Using the listing below, give the number of lines where "AddonOutcome" appears, and nothing else.

* * *

//! Tests for the artifacts addon's emitted block
//!
//! These tests drive the addon through the `Recorder` emitter and verify:
//! - Empty configuration emits nothing
//! - Missing credentials produce one diagnostic each and no upload
//! - System limits always win over job values
//! - `options` reaches the upload command but is never exported
//! - Only `PATHS` is echoed
//! - Guard rendering and determinism

use artifacts_addon::limits::{CONCURRENCY_ENV, MAX_SIZE_ENV};
use artifacts_addon::{
    Addon, AddonOutcome, ArtifactsAddon, Credential, Emission, RawConfig, Recorder, SystemLimits,
};

fn compile(config: RawConfig, limits: SystemLimits) -> (Recorder, AddonOutcome) {
    let addon = ArtifactsAddon::new(config).with_limits(limits);
    let mut recorder = Recorder::new();
    let outcome = addon.after_script(&mut recorder);
    (recorder, outcome)
}

fn credentials() -> RawConfig {
    RawConfig::new()
        .with("key", "k")
        .with("secret", "s")
        .with("bucket", "b")
}

fn env_value<'a>(recorder: &'a Recorder, name: &str) -> Option<&'a str> {
    recorder
        .env_vars()
        .into_iter()
        .find(|(n, _)| *n == name)
        .map(|(_, v)| v)
}

// =============================================================================
// Empty and invalid configuration
// =============================================================================

#[test]
fn test_empty_config_produces_no_emissions() {
    let (recorder, outcome) = compile(RawConfig::new(), SystemLimits::default());
    assert!(recorder.is_empty());
    assert_eq!(outcome, AddonOutcome::Skipped);
}

#[test]
fn test_each_missing_credential_reported_once() {
    let cases: Vec<(RawConfig, Vec<Credential>)> = vec![
        (
            RawConfig::new().with("paths", vec!["a"]),
            vec![Credential::Key, Credential::Secret, Credential::Bucket],
        ),
        (
            RawConfig::new().with("key", "k").with("bucket", "b"),
            vec![Credential::Secret],
        ),
        (
            RawConfig::new().with("key", "k").with("secret", "s"),
            vec![Credential::Bucket],
        ),
    ];

    for (config, expected) in cases {
        let (recorder, outcome) = compile(config, SystemLimits::default());
        assert_eq!(outcome, AddonOutcome::MissingCredentials(expected.clone()));

        let commands = recorder.commands();
        assert_eq!(commands.len(), expected.len());
        for (command, credential) in commands.iter().zip(&expected) {
            assert_eq!(
                *command,
                format!("echo \"Artifacts config missing :{} param\"", credential)
            );
        }
        assert!(recorder.env_vars().is_empty(), "No exports on invalid config");
    }
}

#[test]
fn test_invalid_config_still_emits_guard() {
    let (recorder, _) = compile(RawConfig::new().with("branch", "dev"), SystemLimits::default());
    let [Emission::Conditional { guard, body }] = recorder.emissions() else {
        panic!("Expected the guard block");
    };
    assert!(guard.contains("= dev)"));
    assert!(body.iter().all(|e| matches!(
        e,
        Emission::Command { echo: false, assert: false, .. }
    )));
    assert!(!recorder
        .commands()
        .iter()
        .any(|c| c.contains("Uploading") || c.contains("Done")));
}

// =============================================================================
// Limits
// =============================================================================

#[test]
fn test_job_concurrency_is_discarded() {
    let config = credentials().with("concurrency", 999i64);
    let (recorder, outcome) = compile(config, SystemLimits::default());
    assert!(outcome.is_compiled());
    assert_eq!(env_value(&recorder, "ARTIFACTS_CONCURRENCY"), Some("5"));
}

#[test]
fn test_job_max_size_is_discarded() {
    let config = credentials().with("max_size", 12.0);
    let (recorder, _) = compile(config, SystemLimits::default());
    assert_eq!(env_value(&recorder, "ARTIFACTS_MAX_SIZE"), Some("5242880.0"));
}

#[test]
fn test_environment_limits_are_used() {
    let limits = SystemLimits::from_lookup(|name| match name {
        n if n == CONCURRENCY_ENV => Some("3".to_string()),
        n if n == MAX_SIZE_ENV => Some("2048".to_string()),
        _ => None,
    });
    let config = credentials()
        .with("concurrency", 50i64)
        .with("max_size", 1.0);
    let (recorder, _) = compile(config, limits);
    assert_eq!(env_value(&recorder, "ARTIFACTS_CONCURRENCY"), Some("3"));
    assert_eq!(env_value(&recorder, "ARTIFACTS_MAX_SIZE"), Some("2048.0"));
    assert_eq!(
        recorder
            .env_vars()
            .iter()
            .filter(|(n, _)| *n == "ARTIFACTS_CONCURRENCY")
            .count(),
        1
    );
}

// =============================================================================
// Exports and upload command
// =============================================================================

#[test]
fn test_options_only_in_upload_command() {
    let config = credentials().with("options", "--verbose");
    let (recorder, _) = compile(config, SystemLimits::default());
    assert!(recorder.commands().contains(&"artifacts upload --verbose"));
    assert!(env_value(&recorder, "ARTIFACTS_OPTIONS").is_none());
    assert!(recorder
        .env_vars()
        .iter()
        .all(|(_, value)| !value.contains("--verbose")));
}

#[test]
fn test_reserved_keys_withheld_in_any_case() {
    let config = credentials()
        .with("OPTIONS", "--leak")
        .with("Concurrency", 999i64)
        .with("MAX_SIZE", 1.0);
    let (recorder, _) = compile(config, SystemLimits::default());

    assert!(env_value(&recorder, "ARTIFACTS_OPTIONS").is_none());
    let concurrency: Vec<&str> = recorder
        .env_vars()
        .into_iter()
        .filter(|(n, _)| *n == "ARTIFACTS_CONCURRENCY")
        .map(|(_, v)| v)
        .collect();
    assert_eq!(concurrency, vec!["5"]);
    assert_eq!(env_value(&recorder, "ARTIFACTS_MAX_SIZE"), Some("5242880.0"));
    assert!(recorder.commands().contains(&"artifacts upload"));
}

#[test]
fn test_list_values_joined_and_only_paths_echoed() {
    let config = credentials()
        .with("paths", vec!["a", "b"])
        .with("target_paths", vec!["x", "y"]);
    let (recorder, _) = compile(config, SystemLimits::default());
    assert_eq!(env_value(&recorder, "ARTIFACTS_PATHS"), Some("a;b"));
    assert_eq!(env_value(&recorder, "ARTIFACTS_TARGET_PATHS"), Some("x;y"));

    let echoed: Vec<&str> = recorder
        .leaves()
        .into_iter()
        .filter_map(|e| match e {
            Emission::SetEnv { name, echo: true, .. } => Some(name.as_str()),
            _ => None,
        })
        .collect();
    assert_eq!(echoed, vec!["ARTIFACTS_PATHS"]);
}

#[test]
fn test_every_export_is_best_effort() {
    let config = credentials().with("paths", vec!["a"]);
    let (recorder, _) = compile(config, SystemLimits::default());
    for emission in recorder.leaves() {
        match emission {
            Emission::SetEnv { assert, .. } | Emission::Command { assert, .. } => {
                assert!(!assert, "{:?} must not fail the build", emission)
            }
            _ => unreachable!("leaves are commands and exports"),
        }
    }
}

#[test]
fn test_export_order_follows_config_then_limits() {
    let config = RawConfig::new()
        .with("bucket", "b")
        .with("key", "k")
        .with("concurrency", 1i64)
        .with("secret", "s")
        .with("paths", vec!["a"]);
    let (recorder, _) = compile(config, SystemLimits::default());
    let names: Vec<&str> = recorder.env_vars().into_iter().map(|(n, _)| n).collect();
    assert_eq!(
        names,
        vec![
            "ARTIFACTS_BUCKET",
            "ARTIFACTS_KEY",
            "ARTIFACTS_SECRET",
            "ARTIFACTS_PATHS",
            "ARTIFACTS_CONCURRENCY",
            "ARTIFACTS_MAX_SIZE",
            "PATH",
        ]
    );
}

// =============================================================================
// Guard and determinism
// =============================================================================

#[test]
fn test_guard_uses_configured_branch() {
    let (recorder, _) = compile(credentials().with("branch", "dev"), SystemLimits::default());
    match &recorder.emissions()[0] {
        Emission::Conditional { guard, .. } => assert_eq!(
            guard,
            "($TRAVIS_PULL_REQUEST = false) && ($TRAVIS_BRANCH = dev)"
        ),
        other => panic!("Expected conditional, got {:?}", other),
    }
}

#[test]
fn test_guard_defaults_to_master() {
    let (recorder, _) = compile(credentials(), SystemLimits::default());
    match &recorder.emissions()[0] {
        Emission::Conditional { guard, .. } => assert!(guard.ends_with("($TRAVIS_BRANCH = master)")),
        other => panic!("Expected conditional, got {:?}", other),
    }
}

#[test]
fn test_compiling_twice_is_identical() {
    let config = credentials()
        .with("paths", vec!["a", "b"])
        .with("options", "--debug");
    let addon = ArtifactsAddon::new(config).with_limits(SystemLimits::default());

    let mut first = Recorder::new();
    let mut second = Recorder::new();
    addon.after_script(&mut first);
    addon.after_script(&mut second);
    assert_eq!(first, second);
}

#[test]
fn test_config_from_json_file_contents() {
    let config = RawConfig::from_json_str(
        r#"{"key": "k", "secret": "s", "bucket": "b", "paths": ["dist", "logs"], "options": "--target-paths ci"}"#,
    )
    .unwrap();
    let (recorder, outcome) = compile(config, SystemLimits::default());
    assert!(outcome.is_compiled());
    assert_eq!(env_value(&recorder, "ARTIFACTS_PATHS"), Some("dist;logs"));
    assert!(recorder
        .commands()
        .contains(&"artifacts upload --target-paths ci"));
}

* * *

▶ The completed task
4